• [PROBLEM DETAILS] Scan the lines below; pull out those with "TemplatePair".

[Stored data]
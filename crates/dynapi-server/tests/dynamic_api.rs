//! End-to-end tests against a server bound to an ephemeral port, backed by
//! the in-memory store.

use assert_json_diff::assert_json_eq;
use dynapi_server::{AppConfig, AppState, TemplatePair, build_app};
use reqwest::StatusCode;
use serde_json::{Value, json};
use tokio::task::JoinHandle;

const WIDGETS: &str = r#"
encoder = """
parameter:
  apiVersion: example.io/v1
  kind: Widget
  metadata: <object>
  spec: <object>
output:
  apiVersion: v1
  kind: ConfigMap
  metadata: ${parameter.metadata}
  data: ${parameter.spec}
"""
decoder = """
parameter:
  apiVersion: v1
  kind: ConfigMap
  metadata: <object>
  data: <object>
output:
  apiVersion: example.io/v1
  kind: Widget
  metadata: ${parameter.metadata}
  spec: ${parameter.data}
"""
"#;

fn config() -> AppConfig {
    let mut cfg = AppConfig::default();
    cfg.providers.http_enabled = false;
    cfg
}

/// Pair for a bare `kind` in `apiVersion`, stored as ConfigMaps.
fn pair_for(api_version: &str, kind: &str) -> TemplatePair {
    let widgets = TemplatePair::from_toml(WIDGETS).unwrap();
    TemplatePair {
        encoder: widgets
            .encoder
            .replace("example.io/v1", api_version)
            .replace("kind: Widget", &format!("kind: {kind}")),
        decoder: widgets
            .decoder
            .replace("example.io/v1", api_version)
            .replace("kind: Widget", &format!("kind: {kind}")),
    }
}

async fn start_server(state: AppState) -> (String, tokio::sync::oneshot::Sender<()>, JoinHandle<()>) {
    let app = build_app(state);
    let listener = tokio::net::TcpListener::bind((std::net::Ipv4Addr::LOCALHOST, 0))
        .await
        .expect("bind");
    let addr = listener.local_addr().unwrap();
    let (tx, rx) = tokio::sync::oneshot::channel::<()>();

    let server = tokio::spawn(async move {
        let _ = axum::serve(listener, app)
            .with_graceful_shutdown(async move {
                let _ = rx.await;
            })
            .await;
    });

    (format!("http://{addr}"), tx, server)
}

async fn get_json(client: &reqwest::Client, url: &str) -> (StatusCode, Value) {
    let res = client.get(url).send().await.unwrap();
    let status = res.status();
    (status, res.json().await.unwrap())
}

#[tokio::test]
async fn test_discovery_follows_registrations() {
    let state = AppState::from_config(&config()).unwrap();
    let registrar = state.registrar.clone();
    let (base, shutdown, server) = start_server(state).await;
    let client = reqwest::Client::new();

    registrar.add("r1", Some(&pair_for("g/v1", "Foo"))).unwrap();
    let (status, group) = get_json(&client, &format!("{base}/apis/g")).await;
    assert_eq!(status, StatusCode::OK);
    assert_eq!(group["versions"], json!([{"groupVersion": "g/v1", "version": "v1"}]));
    assert_eq!(group["preferredVersion"]["version"], "v1");

    registrar.add("r2", Some(&pair_for("g/v2", "Foo"))).unwrap();
    let (_, group) = get_json(&client, &format!("{base}/apis/g")).await;
    let versions: Vec<&str> = group["versions"]
        .as_array()
        .unwrap()
        .iter()
        .map(|v| v["version"].as_str().unwrap())
        .collect();
    assert_eq!(versions, ["v1", "v2"]);

    registrar.delete("r1");
    let (_, group) = get_json(&client, &format!("{base}/apis/g")).await;
    assert_eq!(group["versions"], json!([{"groupVersion": "g/v2", "version": "v2"}]));
    assert_eq!(group["preferredVersion"]["version"], "v2");

    let (status, _) = get_json(&client, &format!("{base}/apis/g/v1")).await;
    assert_eq!(status, StatusCode::NOT_FOUND);
    let (_, resources) = get_json(&client, &format!("{base}/apis/g/v2")).await;
    assert_eq!(resources["groupVersion"], "g/v2");
    assert_eq!(resources["resources"][0]["name"], "foos");

    let (_, groups) = get_json(&client, &format!("{base}/apis")).await;
    assert_eq!(groups["kind"], "APIGroupList");
    assert_eq!(groups["groups"][0]["name"], "g");

    registrar.delete("r2");
    let (status, _) = get_json(&client, &format!("{base}/apis/g")).await;
    assert_eq!(status, StatusCode::NOT_FOUND);

    let _ = shutdown.send(());
    let _ = server.await;
}

#[tokio::test]
async fn test_widget_lifecycle() {
    let state = AppState::from_config(&config()).unwrap();
    state
        .registrar
        .add("widgets", TemplatePair::from_toml(WIDGETS).as_ref())
        .unwrap();
    let (base, shutdown, server) = start_server(state).await;
    let client = reqwest::Client::new();
    let collection = format!("{base}/apis/example.io/v1/namespaces/ns/widgets");

    let res = client
        .post(&collection)
        .json(&json!({
            "apiVersion": "example.io/v1",
            "kind": "Widget",
            "metadata": {"name": "a", "labels": {"tier": "front"}},
            "spec": {"size": "3"}
        }))
        .send()
        .await
        .unwrap();
    assert_eq!(res.status(), StatusCode::CREATED);
    assert_eq!(
        res.headers().get("location").unwrap(),
        "/apis/example.io/v1/namespaces/ns/widgets/a"
    );
    assert!(res.headers().get("x-request-id").is_some());
    let created: Value = res.json().await.unwrap();
    assert_eq!(created["metadata"]["namespace"], "ns");

    let res = client
        .post(&collection)
        .json(&json!({"metadata": {"name": "a"}, "spec": {}}))
        .send()
        .await
        .unwrap();
    assert_eq!(res.status(), StatusCode::CONFLICT);
    let status: Value = res.json().await.unwrap();
    assert_eq!(status["kind"], "Status");
    assert_eq!(status["reason"], "Conflict");

    let (status, list) = get_json(&client, &format!("{collection}?labelSelector=tier%3Dfront")).await;
    assert_eq!(status, StatusCode::OK);
    assert_eq!(list["kind"], "WidgetList");
    assert_eq!(list["items"].as_array().unwrap().len(), 1);
    let (_, list) = get_json(&client, &format!("{collection}?labelSelector=tier%3Dback")).await;
    assert!(list["items"].as_array().unwrap().is_empty());

    let table: Value = client
        .get(&collection)
        .header("accept", "application/json;as=Table;v=v1;g=meta.k8s.io")
        .send()
        .await
        .unwrap()
        .json()
        .await
        .unwrap();
    assert_eq!(table["kind"], "Table");
    assert_eq!(table["rows"][0]["cells"][0], "a");

    let patched: Value = client
        .patch(format!("{collection}/a"))
        .header("content-type", "application/merge-patch+json")
        .body(r#"{"spec": {"color": "red"}}"#)
        .send()
        .await
        .unwrap()
        .json()
        .await
        .unwrap();
    assert_json_eq!(patched["spec"], json!({"size": "3", "color": "red"}));

    let res = client
        .put(format!("{collection}/a"))
        .json(&json!({"apiVersion": "example.io/v1", "kind": "Widget", "metadata": {"name": "b"}, "spec": {}}))
        .send()
        .await
        .unwrap();
    assert_eq!(res.status(), StatusCode::BAD_REQUEST);

    let res = client
        .patch(format!("{collection}/a"))
        .header("content-type", "text/plain")
        .body("x")
        .send()
        .await
        .unwrap();
    assert_eq!(res.status(), StatusCode::UNSUPPORTED_MEDIA_TYPE);

    let res = client.delete(format!("{collection}/a")).send().await.unwrap();
    assert_eq!(res.status(), StatusCode::OK);
    let (status, _) = get_json(&client, &format!("{collection}/a")).await;
    assert_eq!(status, StatusCode::NOT_FOUND);

    let res = client.delete(format!("{collection}/a")).send().await.unwrap();
    assert_eq!(res.status(), StatusCode::OK);
    let gone: Value = res.json().await.unwrap();
    assert_eq!(gone["status"], "Success");

    let res = client
        .delete(format!("{base}/apis/example.io/v1/widgets/a"))
        .send()
        .await
        .unwrap();
    assert_eq!(res.status(), StatusCode::NOT_FOUND);

    let _ = shutdown.send(());
    let _ = server.await;
}

#[tokio::test]
async fn test_unknown_resources_and_methods() {
    let state = AppState::from_config(&config()).unwrap();
    state
        .registrar
        .add("widgets", TemplatePair::from_toml(WIDGETS).as_ref())
        .unwrap();
    let (base, shutdown, server) = start_server(state).await;
    let client = reqwest::Client::new();

    let (status, body) = get_json(&client, &format!("{base}/apis/example.io/v1/namespaces/ns/gadgets")).await;
    assert_eq!(status, StatusCode::NOT_FOUND);
    assert_eq!(body["code"], 404);

    let res = client
        .put(format!("{base}/apis/example.io/v1/namespaces/ns/widgets"))
        .json(&json!({}))
        .send()
        .await
        .unwrap();
    assert_eq!(res.status(), StatusCode::METHOD_NOT_ALLOWED);

    let res = client
        .get(format!("{base}/apis"))
        .header("accept", "text/html")
        .send()
        .await
        .unwrap();
    assert_eq!(res.status(), StatusCode::UNSUPPORTED_MEDIA_TYPE);

    let (status, root) = get_json(&client, &base).await;
    assert_eq!(status, StatusCode::OK);
    assert_eq!(root["backend"], "memory");
    assert_eq!(root["mountedGroupVersions"], 1);

    let _ = shutdown.send(());
    let _ = server.await;
}

#[tokio::test]
async fn test_eval_endpoint() {
    let state = AppState::from_config(&config()).unwrap();
    let (base, shutdown, server) = start_server(state).await;
    let client = reqwest::Client::new();

    let template = "middle:\n  k: v\noutput:\n  full: ${middle}\n";
    let res = client
        .post(format!("{base}/eval?path=output.full&compile=true"))
        .body(template)
        .send()
        .await
        .unwrap();
    assert_eq!(res.status(), StatusCode::OK);
    assert_eq!(res.json::<Value>().await.unwrap(), json!({"k": "v"}));

    let res = client
        .post(format!("{base}/eval?path=middle.k"))
        .body(template)
        .send()
        .await
        .unwrap();
    assert_eq!(res.json::<Value>().await.unwrap(), "v");

    let res = client
        .post(format!("{base}/eval?path=output&compile=true"))
        .body("output:\n  a: ${output.b}\n  b: ${output.a}\n")
        .send()
        .await
        .unwrap();
    assert_eq!(res.status(), StatusCode::BAD_REQUEST);

    let res = client
        .post(format!("{base}/eval?path=missing"))
        .body(template)
        .send()
        .await
        .unwrap();
    assert_eq!(res.status(), StatusCode::BAD_REQUEST);

    let _ = shutdown.send(());
    let _ = server.await;
}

• [COMPLETED EXERCISE]
use dynapi_server::{AppConfig, AppState, TemplatePair, build_app};
fn pair_for(api_version: &str, kind: &str) -> TemplatePair {
    let widgets = TemplatePair::from_toml(WIDGETS).unwrap();
    TemplatePair {
        .add("widgets", TemplatePair::from_toml(WIDGETS).as_ref())
        .add("widgets", TemplatePair::from_toml(WIDGETS).as_ref())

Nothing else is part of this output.